The simple story they tell you in school about Copernicus is wrong on many counts. In the first place, that wasn’t his real name; it was his Latinized name, used for official Church correspondence. His real name was Mikołaj Kopernik. He was a Polish priest and something of a genius. This guy could speak Latin, German, Polish, Greek, and Italian. His doctorate was in mathematics, he sometimes served as a doctor, he carried out several diplomatic missions, was an able administrator of Church properties, and on top of that, he developed a concept in economics now called Gresham’s Law: less reliable currencies tend to be used in the marketplace, while more reliable currencies tend to be hoarded.
But it was as an astronomer that Copernicus made his mark on history. Actually, he wasn’t an astronomer in the sense that we think of the word. All of his astronomical work was directed towards providing better tables of planetary positions for astrologers. Astrology was the money-earner in those days; astronomy was very much a “who cares?” kind of thing.
Astrologers needed good tables of planetary positions in times past and future. If King Bigshot asked you to cast his horoscope, you had to figure out where the planets were at the time of his birth. If your tables were inaccurate, some other astrologer might accuse you of fraud, so it was very important to get good tables of planetary positions.

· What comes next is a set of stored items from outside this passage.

//! Data structures used throughout the route manager.
//!
//! [`GatewayContext`] is built once at startup and shared read-only.
//! [`ContainerEvent`] is what the watcher hands to the reconciler, and
//! [`RouteSpec`] is the unit of desired and applied routing state.

use std::fmt;
use std::hash::{Hash, Hasher};
use std::net::IpAddr;
use std::path::{Path, PathBuf};

use ipnet::IpNet;

/// Label on the sidecar (or the network-owning container) naming the network
/// whose address is the gateway.
pub const LABEL_NETWORK: &str = "wgroutemgr.network";

/// Label on client containers listing the CIDRs to route via the gateway.
pub const LABEL_NETWORKS: &str = "wgroutemgr.networks";

/// Network used when neither configuration nor labels name one.
pub const DEFAULT_NETWORK: &str = "wg-net";

/// Immutable routing context resolved at startup.
#[derive(Debug, Clone, PartialEq, Eq)]
pub struct GatewayContext {
    /// Id of the container this process runs in.
    pub own_id: String,
    /// Id of the container holding the attachment to `network`.
    pub network_owner_id: String,
    /// Name of the shared network.
    pub network: String,
    /// Address of the network owner on `network`; next hop of every route.
    pub gateway: IpAddr,
}

/// Opaque reference to a container network namespace (the Docker sandbox
/// key, e.g. `/var/run/docker/netns/0c4a1e6f9a8b`).
#[derive(Debug, Clone, PartialEq, Eq, Hash)]
pub struct NamespaceHandle(PathBuf);

impl NamespaceHandle {
    pub fn new(path: impl Into<PathBuf>) -> Self {
        Self(path.into())
    }

    pub fn path(&self) -> &Path {
        &self.0
    }
}

impl fmt::Display for NamespaceHandle {
    fn fmt(&self, f: &mut fmt::Formatter<'_>) -> fmt::Result {
        write!(f, "{}", self.0.display())
    }
}

/// What the watcher knows about a tracked client container.
#[derive(Debug, Clone, PartialEq, Eq)]
pub struct ContainerRecord {
    pub id: String,
    /// Display name without the leading `/`.
    pub name: String,
    pub namespace: NamespaceHandle,
    /// Raw `wgroutemgr.networks` value; `None` when the label is absent.
    pub networks_label: Option<String>,
}

/// Normalized container lifecycle event.
///
/// Delivery is at-least-once, so consumers must tolerate repeated
/// `Discovered`/`Updated` events carrying the same state.
#[derive(Debug, Clone, PartialEq, Eq)]
pub enum ContainerEvent {
    /// First sighting of a container, from a listing or a start event.
    Discovered(ContainerRecord),
    /// A container already seen reported a change.
    Updated(ContainerRecord),
    /// The container stopped or disappeared from a listing.
    Removed { id: String },
}

impl ContainerEvent {
    pub fn container_id(&self) -> &str {
        match self {
            ContainerEvent::Discovered(record) | ContainerEvent::Updated(record) => &record.id,
            ContainerEvent::Removed { id } => id,
        }
    }
}

/// A route to install via the gateway inside one container's namespace.
///
/// Equality and hashing only look at the destination and the owning
/// container; the gateway is the same for every spec of a process.
#[derive(Debug, Clone)]
pub struct RouteSpec {
    pub destination: IpNet,
    pub gateway: IpAddr,
    pub container_id: String,
}

impl PartialEq for RouteSpec {
    fn eq(&self, other: &Self) -> bool {
        self.destination == other.destination && self.container_id == other.container_id
    }
}

impl Eq for RouteSpec {}

impl Hash for RouteSpec {
    fn hash<H: Hasher>(&self, state: &mut H) {
        self.destination.hash(state);
        self.container_id.hash(state);
    }
}

impl fmt::Display for RouteSpec {
    fn fmt(&self, f: &mut fmt::Formatter<'_>) -> fmt::Result {
        write!(f, "{} via {}", self.destination, self.gateway)
    }
}

/// Kernel route mutation.
#[derive(Debug, Clone, Copy, PartialEq, Eq)]
pub enum RouteOp {
    Add,
    Delete,
}

impl fmt::Display for RouteOp {
    fn fmt(&self, f: &mut fmt::Formatter<'_>) -> fmt::Result {
        match self {
            RouteOp::Add => f.write_str("add"),
            RouteOp::Delete => f.write_str("delete"),
        }
    }
}
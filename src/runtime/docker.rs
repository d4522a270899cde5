use super::ContainerRuntime;
use crate::error::RuntimeError;
use async_trait::async_trait;
use bollard::container::{InspectContainerOptions, ListContainersOptions};
use bollard::models::{ContainerInspectResponse, EventMessage};
use bollard::system::EventsOptions;
use bollard::Docker;
use futures_util::stream::{BoxStream, StreamExt};
use log::debug;
use std::collections::HashMap;
use std::time::{SystemTime, UNIX_EPOCH};

/// Event actions the watcher reacts to.
const WATCHED_ACTIONS: &[&str] = &["start", "update", "die", "stop", "kill", "destroy"];

pub struct DockerRuntime {
    docker: Docker,
}

impl DockerRuntime {
    pub fn connect() -> Result<Self, RuntimeError> {
        // Connect to the local Docker daemon using default settings.
        // This handles unix socket on Linux.
        let docker = Docker::connect_with_local_defaults()?;
        Ok(Self { docker })
    }
}

fn filters(pairs: &[(&str, &[&str])]) -> HashMap<String, Vec<String>> {
    pairs
        .iter()
        .map(|(k, v)| (k.to_string(), v.iter().map(|s| s.to_string()).collect()))
        .collect()
}

/// Timestamp in the form the events endpoint accepts. Rounded down, so the
/// second `since` falls in is replayed in full.
fn unix_seconds(time: SystemTime) -> String {
    time.duration_since(UNIX_EPOCH)
        .map(|d| d.as_secs())
        .unwrap_or_default()
        .to_string()
}

#[async_trait]
impl ContainerRuntime for DockerRuntime {
    async fn operating_system(&self) -> Result<String, RuntimeError> {
        let info = self.docker.info().await?;
        Ok(info.operating_system.unwrap_or_default())
    }

    async fn list_labelled(&self, label: &str) -> Result<Vec<String>, RuntimeError> {
        let opts = ListContainersOptions::<String> {
            all: false,
            filters: filters(&[("label", [label].as_slice())]),
            ..Default::default()
        };
        let containers = self.docker.list_containers(Some(opts)).await?;
        debug!("Listing for label {} returned {} containers", label, containers.len());
        Ok(containers.into_iter().filter_map(|c| c.id).collect())
    }

    async fn inspect(&self, id: &str) -> Result<ContainerInspectResponse, RuntimeError> {
        self.docker
            .inspect_container(id, None::<InspectContainerOptions>)
            .await
            .map_err(Into::into)
    }

    fn events(&self, since: SystemTime) -> BoxStream<'_, Result<EventMessage, RuntimeError>> {
        let opts = EventsOptions::<String> {
            since: Some(unix_seconds(since)),
            filters: filters(&[
                ("type", ["container"].as_slice()),
                ("event", WATCHED_ACTIONS),
            ]),
            ..Default::default()
        };
        self.docker
            .events(Some(opts))
            .map(|msg| msg.map_err(RuntimeError::from))
            .boxed()
    }
}

#[cfg(test)]
mod tests {
    use super::*;
    use std::time::Duration;

    #[test]
    fn test_unix_seconds() {
        let time = UNIX_EPOCH + Duration::from_millis(1_700_000_000_900);
        assert_eq!(unix_seconds(time), "1700000000");
        assert_eq!(unix_seconds(UNIX_EPOCH), "0");
    }
}
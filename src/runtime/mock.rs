//! In-memory [`ContainerRuntime`] for tests.

use std::collections::{HashMap, VecDeque};
use std::sync::Mutex;
use std::time::SystemTime;

use async_trait::async_trait;
use bollard::models::{ContainerInspectResponse, EventMessage};
use futures_util::stream::{self, BoxStream, StreamExt};
use serde_json::json;

use super::ContainerRuntime;
use crate::error::RuntimeError;

#[derive(Default)]
pub struct MockRuntime {
    operating_system: String,
    containers: Mutex<HashMap<String, ContainerInspectResponse>>,
    /// One entry per `events()` call; once drained the stream stays open.
    event_batches: Mutex<VecDeque<Vec<Result<EventMessage, RuntimeError>>>>,
    /// Containers started after the last listing began and before the
    /// event stream is opened.
    started_later: Mutex<Vec<ContainerInspectResponse>>,
    failing_listings: Mutex<usize>,
    failing_inspections: Mutex<usize>,
    listings: Mutex<usize>,
    last_listing: Mutex<Option<SystemTime>>,
}

impl MockRuntime {
    pub fn new() -> Self {
        Self {
            operating_system: "Debian GNU/Linux 12 (bookworm)".to_string(),
            ..Default::default()
        }
    }

    pub fn with_operating_system(os: &str) -> Self {
        Self {
            operating_system: os.to_string(),
            ..Default::default()
        }
    }

    pub fn insert(&self, container: ContainerInspectResponse) {
        let id = container.id.clone().unwrap_or_default();
        self.containers.lock().unwrap().insert(id, container);
    }

    pub fn start_after_listing(&self, container: ContainerInspectResponse) {
        self.started_later.lock().unwrap().push(container);
    }

    pub fn remove(&self, id: &str) {
        self.containers.lock().unwrap().remove(id);
    }

    pub fn push_events(&self, events: Vec<Result<EventMessage, RuntimeError>>) {
        self.event_batches.lock().unwrap().push_back(events);
    }

    pub fn fail_next_listings(&self, count: usize) {
        *self.failing_listings.lock().unwrap() = count;
    }

    pub fn fail_next_inspections(&self, count: usize) {
        *self.failing_inspections.lock().unwrap() = count;
    }

    pub fn listings(&self) -> usize {
        *self.listings.lock().unwrap()
    }
}

#[async_trait]
impl ContainerRuntime for MockRuntime {
    async fn operating_system(&self) -> Result<String, RuntimeError> {
        Ok(self.operating_system.clone())
    }

    async fn list_labelled(&self, label: &str) -> Result<Vec<String>, RuntimeError> {
        *self.listings.lock().unwrap() += 1;
        *self.last_listing.lock().unwrap() = Some(SystemTime::now());
        {
            let mut failing = self.failing_listings.lock().unwrap();
            if *failing > 0 {
                *failing -= 1;
                return Err(daemon_error(503, "daemon restarting"));
            }
        }
        let containers = self.containers.lock().unwrap();
        let mut ids: Vec<String> = containers
            .values()
            .filter(|c| {
                c.config
                    .as_ref()
                    .and_then(|cfg| cfg.labels.as_ref())
                    .is_some_and(|labels| labels.contains_key(label))
            })
            .filter_map(|c| c.id.clone())
            .collect();
        ids.sort();
        Ok(ids)
    }

    async fn inspect(&self, id: &str) -> Result<ContainerInspectResponse, RuntimeError> {
        {
            let mut failing = self.failing_inspections.lock().unwrap();
            if *failing > 0 {
                *failing -= 1;
                return Err(daemon_error(503, "daemon restarting"));
            }
        }
        let containers = self.containers.lock().unwrap();
        containers
            .get(id)
            .or_else(|| {
                containers
                    .values()
                    .find(|c| c.name.as_deref().map(|n| n.trim_start_matches('/')) == Some(id))
            })
            .cloned()
            .ok_or_else(|| daemon_error(404, &format!("No such container: {}", id)))
    }

    fn events(&self, since: SystemTime) -> BoxStream<'_, Result<EventMessage, RuntimeError>> {
        // Their start events are only replayed when `since` reaches back to
        // the listing.
        let listed_at = *self.last_listing.lock().unwrap();
        let replay_window = listed_at.is_some_and(|at| since <= at);
        let mut replayed = Vec::new();
        for container in self.started_later.lock().unwrap().drain(..) {
            let id = container.id.clone().unwrap_or_default();
            self.insert(container);
            if replay_window {
                replayed.push(event("start", &id));
            }
        }

        let replayed = stream::iter(replayed);
        match self.event_batches.lock().unwrap().pop_front() {
            Some(batch) => replayed.chain(stream::iter(batch)).boxed(),
            None => replayed.chain(stream::pending()).boxed(),
        }
    }
}

/// Builds an inspect response the way the daemon serializes it.
pub fn container(
    id: &str,
    name: &str,
    labels: &[(&str, &str)],
    sandbox_key: &str,
    networks: &[(&str, &str)],
) -> ContainerInspectResponse {
    let labels: HashMap<&str, &str> = labels.iter().copied().collect();
    let networks: HashMap<&str, serde_json::Value> = networks
        .iter()
        .map(|(net, ip)| (*net, json!({ "IPAddress": ip })))
        .collect();
    serde_json::from_value(json!({
        "Id": id,
        "Name": format!("/{}", name),
        "Config": { "Labels": labels },
        "HostConfig": { "NetworkMode": "bridge" },
        "NetworkSettings": { "SandboxKey": sandbox_key, "Networks": networks },
    }))
    .unwrap()
}

pub fn event(action: &str, id: &str) -> Result<EventMessage, RuntimeError> {
    Ok(serde_json::from_value(json!({
        "Type": "container",
        "Action": action,
        "Actor": { "ID": id, "Attributes": {} },
    }))
    .unwrap())
}

pub fn daemon_error(status_code: u16, message: &str) -> RuntimeError {
    RuntimeError::Docker(bollard::errors::Error::DockerResponseServerError {
        status_code,
        message: message.to_string(),
    })
}
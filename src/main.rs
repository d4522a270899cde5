//! wgroutemgr daemon entry point.
//!
//! Sidecar to a WireGuard (or other VPN) container: client containers name
//! the networks they want to reach through the VPN in a label, and the
//! sidecar installs the matching routes inside their network namespaces.

use std::sync::Arc;

use log::{error, info};
use tokio::signal;
use tokio::sync::mpsc;

mod config;
mod error;
mod gateway;
mod identity;
mod labels;
mod netns;
mod reconciler;
mod runtime;
mod types;
mod watcher;

use config::Config;
use identity::{EnvironmentInspector, ProcInspector};
use netns::NetnsExecutor;
use reconciler::Reconciler;
use runtime::DockerRuntime;
use watcher::ContainerWatcher;

#[tokio::main]
async fn main() -> anyhow::Result<()> {
    // Initialize logging
    env_logger::Builder::from_env(env_logger::Env::default().default_filter_or("info")).init();

    // Load configuration
    let cfg = Config::load()?;
    info!("Starting wgroutemgr with config: {:?}", cfg);

    // Identity and gateway are fixed for the lifetime of the process
    let runtime = DockerRuntime::connect()?;
    let identity = ProcInspector::new(&runtime, &cfg.proc_root)
        .resolve_self()
        .await?;
    let ctx = Arc::new(gateway::build_context(&runtime, &identity, cfg.network.as_deref()).await?);

    // Event queue between watcher and reconciler
    let (event_tx, event_rx) = mpsc::channel(cfg.event_buffer);

    let executor = Arc::new(NetnsExecutor::new(
        cfg.ip_command.clone(),
        cfg.namespace_timeout(),
    ));
    let reconciler = Reconciler::new(Arc::clone(&ctx), executor, cfg.event_buffer);
    let reconciler_handle = tokio::spawn(reconciler.run(event_rx));

    let (backoff_min, backoff_max) = cfg.resync_backoff();
    let watcher = ContainerWatcher::new(&runtime, &ctx, backoff_min, backoff_max);

    // Dropping the watcher closes the queue; the reconciler then drains.
    tokio::select! {
        result = watcher.run(event_tx) => {
            if let Err(e) = result {
                error!("Container watcher failed: {}", e);
            }
        }
        _ = shutdown_signal() => {
            info!("Received shutdown signal, shutting down...");
        }
    }

    let tracked = reconciler_handle.await?;
    info!(
        "Shutdown complete, leaving routes of {} containers in place.",
        tracked.len()
    );
    Ok(())
}

async fn shutdown_signal() {
    let terminate = async {
        match signal::unix::signal(signal::unix::SignalKind::terminate()) {
            Ok(mut stream) => {
                stream.recv().await;
            }
            Err(err) => {
                error!("Unable to listen for SIGTERM: {}", err);
                std::future::pending::<()>().await;
            }
        }
    };

    tokio::select! {
        result = signal::ctrl_c() => {
            if let Err(err) = result {
                error!("Unable to listen for shutdown signal: {}", err);
                std::future::pending::<()>().await;
            }
        }
        _ = terminate => {}
    }
}
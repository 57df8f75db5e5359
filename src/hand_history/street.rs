use core::fmt;
use std::fmt::Display;

/// The four betting rounds of a hold'em hand, in the order they are played.
#[derive(Debug, Clone, Copy, PartialEq, Eq, PartialOrd, Ord, Hash)]
#[cfg_attr(feature = "serde", derive(serde::Serialize, serde::Deserialize))]
pub enum Street {
    Preflop,
    Flop,
    Turn,
    River,
}

impl Street {
    pub const ALL: [Street; 4] = [Street::Preflop, Street::Flop, Street::Turn, Street::River];
}

impl Display for Street {
    fn fmt(&self, f: &mut fmt::Formatter<'_>) -> fmt::Result {
        match self {
            Street::Preflop => write!(f, "preflop"),
            Street::Flop => write!(f, "flop"),
            Street::Turn => write!(f, "turn"),
            Street::River => write!(f, "river"),
        }
    }
}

Most people used the Ptolemaic model of the solar system. This was the standard model that put the earth in the center of the universe, with the moon, the sun, and the planets orbiting the earth in perfect circles. The problem was that it produced lousy predictions. They had quickly patched up the problems by adding epicycles, but then they had to add equants and deferents:
I have shown only Jupiter in the third order Ptolemaic model because it gets too complicated. The Equant pushed the earth away from the center of the circular orbit; you don’t want to try to figure out how a deferent worked.
This scheme worked fairly well. You could always fiddle around with the values for each planet’s epicycle, equant, and deferent to “correct” its performance. Unfortunately, no matter how much they fiddled around with the numbers, they just couldn’t get planetary tables that matched observations over long periods of time.
Copernicus had one big idea: we can get rid of the epicycles if we put the sun at the center of the universe, like so:
Now we come to a crucial point: Copernicus did not think that this was the way the solar system was really laid out — at least, not at first. Remember, he was just trying to come up with a scheme to calculate better planetary tables, and he realized that this scheme would save a great deal of time. Remember, these people were carrying out all the calculations on paper, and mistakes were frequent. Having done calculations similar to this with a calculator and with a computer, I can assure you that calculating just one set of planetary positions on paper would have taken days. Thus, at first, Copernicus saw this as nothing more than a computational trick to save labor.
It is difficult for me to communicate the magnitude of Copernicus’ effort in working out his model. His book, De Revolutionibus Orbium Coelestium, is massive and it works its way through its calculations with every single step worked out. There are literally thousands of calculations of immensely complex geometric figures showing the various orbital positions and the many angles subtended by all the lines drawn around them. It truly is mind-boggling. For years, it was said that De Revolutionibus was ‘the book nobody read’, because nobody could possibly have the patience to plow through all those calculations. I myself followed one calculation from beginning to end, and it took me several hours to check it out and reassure myself that he got everything right.
Ironically enough, Copernicus’ heliocentric system didn’t produce results any better than the geocentric model; its tables of planetary positions disagreed with the tables produced by the geocentric system, but they weren’t any better at matching the observations. That’s because Copernicus was still fixated on the notion that the orbits of the planets were perfect circles when in fact they are ellipses.
Copernicus worked on his book for over twenty years; he refused to publish his work until the results matched the observations better. He also came to realize that the geocentric model, with its epicycles, was absurd. This in turn meant that the heliocentric model was likely closer to the truth. The Church (remember, Copernicus was a priest) had pronounced the geocentric model to be correct, so it would be heresy for Copernicus to contradict the Church. Still, Copernicus was convinced that the heliocentric model was the correct one. Moreover, a number of high-level Church officials were impresssed by what they had heard about Copernicus’ work.
We are lucky that a dedicated fan traveled to Poland to encourage Copernicus to publish it. Copernicus was ill and sensed that death was approaching, so he reluctantly agreed. The young fellow helped him tidy everything up, and then took the manuscript to Germany for publication. Copernicus wrote a prefatory note explaining that he felt that his heliocentric model was superior to the geocentric model. However, the printer in Germany rewrote the prefatory note to say that the heliocentric model was a computational device only, and not representative of the real world. Copernicus died before he received the final printed book.